### Task item
What is needed is the number of lines below that contain the word "AppConfig", with no other output.

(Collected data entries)
------------

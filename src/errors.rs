use axum::{
    http::StatusCode,
    response::{IntoResponse, Response},
    Json,
};
use rust_decimal::Decimal;
use serde::{Deserialize, Serialize};
use utoipa::ToSchema;

use crate::gateway::ProviderError;

/// Standard error body returned by every failing endpoint.
#[derive(Debug, Serialize, Deserialize, ToSchema)]
pub struct ErrorResponse {
    /// HTTP status category (e.g., "Not Found", "Conflict")
    #[schema(example = "Not Found")]
    pub error: String,
    /// Human-readable error description
    #[schema(example = "Basket 'fcff9649' not found")]
    pub message: String,
    /// ISO 8601 timestamp when the error occurred
    #[schema(example = "2024-12-09T10:30:00.000Z")]
    pub timestamp: String,
}

/// Error taxonomy for the checkout and settlement services.
///
/// Every failure inside a checkout or reconciliation transaction rolls the
/// whole transaction back; only the HTTP layer translates these kinds into
/// response codes.
#[derive(Debug, thiserror::Error)]
pub enum ServiceError {
    #[error("Database error: {0}")]
    DatabaseError(#[from] sea_orm::DbErr),

    #[error("Not found: {0}")]
    NotFound(String),

    #[error("Validation error: {0}")]
    ValidationError(String),

    /// Basket items are structurally unusable for pricing (empty basket,
    /// missing quantity, no price for the destination city).
    #[error("Invalid basket structure: {0}")]
    InvalidBasketStructure(String),

    /// Provider callback payload is missing required fields.
    #[error("Malformed callback: {0}")]
    MalformedCallback(String),

    #[error("Unauthorized: {0}")]
    Unauthorized(String),

    #[error("Conflict: {0}")]
    Conflict(String),

    /// Settled amount differs from the order total. Never auto-corrected;
    /// surfaced for manual reconciliation.
    #[error("Amount mismatch for invoice {invoice_id}: order total {expected}, settled {received}")]
    AmountMismatch {
        invoice_id: String,
        expected: Decimal,
        received: Decimal,
    },

    /// The provider could not produce a usable payment link; the checkout
    /// attempt is rolled back and the caller may retry.
    #[error("Payment link unavailable: {0}")]
    PaymentLinkUnavailable(String),

    #[error("External service error: {0}")]
    ExternalServiceError(String),

    #[error("Internal error: {0}")]
    InternalError(String),
}

impl ServiceError {
    pub fn status_code(&self) -> StatusCode {
        match self {
            Self::DatabaseError(_) | Self::InternalError(_) => StatusCode::INTERNAL_SERVER_ERROR,
            Self::NotFound(_) => StatusCode::NOT_FOUND,
            Self::ValidationError(_)
            | Self::InvalidBasketStructure(_)
            | Self::MalformedCallback(_) => StatusCode::BAD_REQUEST,
            Self::Unauthorized(_) => StatusCode::UNAUTHORIZED,
            Self::Conflict(_) | Self::AmountMismatch { .. } => StatusCode::CONFLICT,
            Self::PaymentLinkUnavailable(_) | Self::ExternalServiceError(_) => {
                StatusCode::BAD_GATEWAY
            }
        }
    }

    /// Message suitable for HTTP responses. Internal errors return a generic
    /// message to avoid leaking implementation details.
    pub fn response_message(&self) -> String {
        match self {
            Self::DatabaseError(_) => "Database error".to_string(),
            Self::InternalError(_) => "Internal server error".to_string(),
            other => other.to_string(),
        }
    }
}

impl From<ProviderError> for ServiceError {
    fn from(err: ProviderError) -> Self {
        match err {
            ProviderError::Unavailable(msg) | ProviderError::Rejected(msg) => {
                ServiceError::PaymentLinkUnavailable(msg)
            }
        }
    }
}

impl IntoResponse for ServiceError {
    fn into_response(self) -> Response {
        let status = self.status_code();
        let body = ErrorResponse {
            error: status.canonical_reason().unwrap_or("Error").to_string(),
            message: self.response_message(),
            timestamp: chrono::Utc::now().to_rfc3339(),
        };
        (status, Json(body)).into_response()
    }
}

#[cfg(test)]
mod tests {
    use super::*;
    use rust_decimal_macros::dec;

    #[test]
    fn not_found_maps_to_404() {
        assert_eq!(
            ServiceError::NotFound("basket".into()).status_code(),
            StatusCode::NOT_FOUND
        );
    }

    #[test]
    fn amount_mismatch_maps_to_conflict() {
        let err = ServiceError::AmountMismatch {
            invoice_id: "123456789".into(),
            expected: dec!(1000),
            received: dec!(900),
        };
        assert_eq!(err.status_code(), StatusCode::CONFLICT);
        assert!(err.response_message().contains("123456789"));
    }

    #[test]
    fn database_error_message_is_generic() {
        let err = ServiceError::DatabaseError(sea_orm::DbErr::Custom("secret dsn".into()));
        assert_eq!(err.response_message(), "Database error");
    }

    #[test]
    fn provider_errors_become_retryable_payment_link_failures() {
        let err: ServiceError = ProviderError::Unavailable("timed out".into()).into();
        assert_eq!(err.status_code(), StatusCode::BAD_GATEWAY);
    }
}
#![allow(dead_code)]

use std::sync::atomic::{AtomicUsize, Ordering};
use std::sync::Arc;

use async_trait::async_trait;
use axum::body::Body;
use axum::http::{Method, Request, StatusCode};
use axum::response::Response;
use axum::Router;
use chrono::Utc;
use rust_decimal::Decimal;
use sea_orm::{ActiveModelTrait, ColumnTrait, EntityTrait, PaginatorTrait, QueryFilter, Set};
use serde_json::{json, Value};
use tower::ServiceExt;
use uuid::Uuid;

use checkout_api::config::AppConfig;
use checkout_api::entities::{basket, order, settlement};
use checkout_api::events::EventSender;
use checkout_api::gateway::{PaymentLinkRequest, PaymentProvider, ProviderError};
use checkout_api::services::checkout::CheckoutService;
use checkout_api::services::settlement::SettlementService;
use checkout_api::{api, db, AppServices, AppState};

/// In-process payment provider stub: counts calls and either issues a
/// deterministic link or fails like an unreachable provider.
pub struct StubProvider {
    calls: AtomicUsize,
    fail: bool,
}

impl StubProvider {
    pub fn ok() -> Self {
        Self {
            calls: AtomicUsize::new(0),
            fail: false,
        }
    }

    pub fn failing() -> Self {
        Self {
            calls: AtomicUsize::new(0),
            fail: true,
        }
    }

    pub fn call_count(&self) -> usize {
        self.calls.load(Ordering::SeqCst)
    }
}

#[async_trait]
impl PaymentProvider for StubProvider {
    async fn create_payment_link(
        &self,
        request: &PaymentLinkRequest,
    ) -> Result<String, ProviderError> {
        self.calls.fetch_add(1, Ordering::SeqCst);
        if self.fail {
            return Err(ProviderError::Unavailable(
                "connection refused".to_string(),
            ));
        }
        Ok(format!("https://pay.example.com/i/{}", request.invoice_id))
    }
}

/// Application harness backed by a throwaway SQLite database.
pub struct TestApp {
    pub state: AppState,
    pub provider: Arc<StubProvider>,
    router: Router,
    _event_task: tokio::task::JoinHandle<()>,
}

impl TestApp {
    pub async fn new() -> Self {
        Self::build(StubProvider::ok(), |_| {}).await
    }

    pub async fn with_failing_provider() -> Self {
        Self::build(StubProvider::failing(), |_| {}).await
    }

    pub async fn build(provider: StubProvider, tweak: impl FnOnce(&mut AppConfig)) -> Self {
        let db_path = std::env::temp_dir().join(format!("checkout_api_test_{}.db", Uuid::new_v4()));
        let mut cfg = AppConfig::new(format!("sqlite://{}?mode=rwc", db_path.display()));
        tweak(&mut cfg);

        let pool = db::establish_connection(&cfg)
            .await
            .expect("failed to create test database");
        db::ensure_schema(&pool).await.expect("failed to create schema");
        let pool = Arc::new(pool);

        let (event_tx, event_rx) = tokio::sync::mpsc::channel(64);
        let event_sender = EventSender::new(event_tx);
        let event_task = tokio::spawn(checkout_api::events::process_events(event_rx));

        let provider = Arc::new(provider);
        let services = AppServices {
            checkout: Arc::new(CheckoutService::new(
                pool.clone(),
                provider.clone(),
                cfg.checkout.clone(),
                event_sender.clone(),
            )),
            settlement: Arc::new(SettlementService::new(pool.clone(), event_sender.clone())),
        };

        let state = AppState {
            db: pool,
            config: cfg,
            event_sender,
            services,
        };

        Self {
            router: api::create_router(state.clone()),
            state,
            provider,
            _event_task: event_task,
        }
    }

    pub async fn request(&self, method: Method, uri: &str, body: Option<Value>) -> Response {
        let mut builder = Request::builder().method(method).uri(uri);
        let request = match body {
            Some(json) => {
                builder = builder.header("content-type", "application/json");
                builder.body(Body::from(json.to_string())).unwrap()
            }
            None => builder.body(Body::empty()).unwrap(),
        };
        self.router.clone().oneshot(request).await.unwrap()
    }

    pub async fn checkout(&self, payload: Value) -> Response {
        self.request(Method::POST, "/api/v1/checkout", Some(payload))
            .await
    }

    pub async fn webhook(&self, payload: Value) -> Response {
        self.request(Method::POST, "/api/v1/payments/webhook", Some(payload))
            .await
    }

    /// Insert a basket with a single line item priced for one city.
    pub async fn seed_basket(
        &self,
        uuid_id: &str,
        city: &str,
        price: Decimal,
        quantity: u32,
    ) -> basket::Model {
        let items = json!([{
            "prod_id": 1,
            "count": quantity,
            "prod": { "name": "Widget", "price": { city: price.to_string() } }
        }]);
        self.seed_basket_raw(uuid_id, items).await
    }

    pub async fn seed_basket_raw(&self, uuid_id: &str, items: Value) -> basket::Model {
        let now = Utc::now();
        basket::ActiveModel {
            id: Set(Uuid::new_v4()),
            uuid_id: Set(uuid_id.to_string()),
            user_id: Set(None),
            completed: Set(false),
            checkout_stage: Set(basket::CheckoutStage::Created),
            basket_items: Set(items),
            gift_items: Set(None),
            created_at: Set(now),
            updated_at: Set(now),
        }
        .insert(&*self.state.db)
        .await
        .expect("failed to seed basket")
    }

    pub async fn find_basket(&self, uuid_id: &str) -> basket::Model {
        basket::Entity::find()
            .filter(basket::Column::UuidId.eq(uuid_id))
            .one(&*self.state.db)
            .await
            .unwrap()
            .expect("basket not found")
    }

    pub async fn find_order(&self, account_number: &str) -> order::Model {
        order::Entity::find()
            .filter(order::Column::AccountNumber.eq(account_number))
            .one(&*self.state.db)
            .await
            .unwrap()
            .expect("order not found")
    }

    pub async fn order_count(&self) -> u64 {
        order::Entity::find().count(&*self.state.db).await.unwrap()
    }

    pub async fn settlement_count(&self) -> u64 {
        settlement::Entity::find()
            .count(&*self.state.db)
            .await
            .unwrap()
    }
}

pub async fn response_json(response: Response) -> Value {
    let bytes = axum::body::to_bytes(response.into_body(), usize::MAX)
        .await
        .expect("response body bytes");
    serde_json::from_slice(&bytes).expect("json response")
}

pub fn assert_status(response: &Response, expected: StatusCode) {
    assert_eq!(
        response.status(),
        expected,
        "unexpected status for response"
    );
}

/// A well-formed ONLINE checkout payload against `basket_id`.
pub fn checkout_payload(basket_id: &str, city: &str) -> Value {
    json!({
        "basket_id": basket_id,
        "phone_number": "+77001234567",
        "email": "customer@example.com",
        "shipping_city": city,
        "delivery_address": "8/4 Dostyk street",
        "delivery_type": "DELIVERY",
        "payment_type": "ONLINE",
        "comment": "Call before delivery"
    })
}

/// A settlement webhook payload for `invoice_id` over `amount`.
pub fn webhook_payload(reference: &str, invoice_id: &str, amount: i64) -> Value {
    json!({
        "reference": reference,
        "invoiceId": invoice_id,
        "amount": amount,
        "currency": "KZT",
        "code": "ok",
        "cardMask": "440043...0128",
        "issuerBankCountry": "KAZ",
        "ip": "203.0.113.7",
        "ipCountry": "KAZ",
        "ipCity": "Astana"
    })
}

------------

### Solved problem
3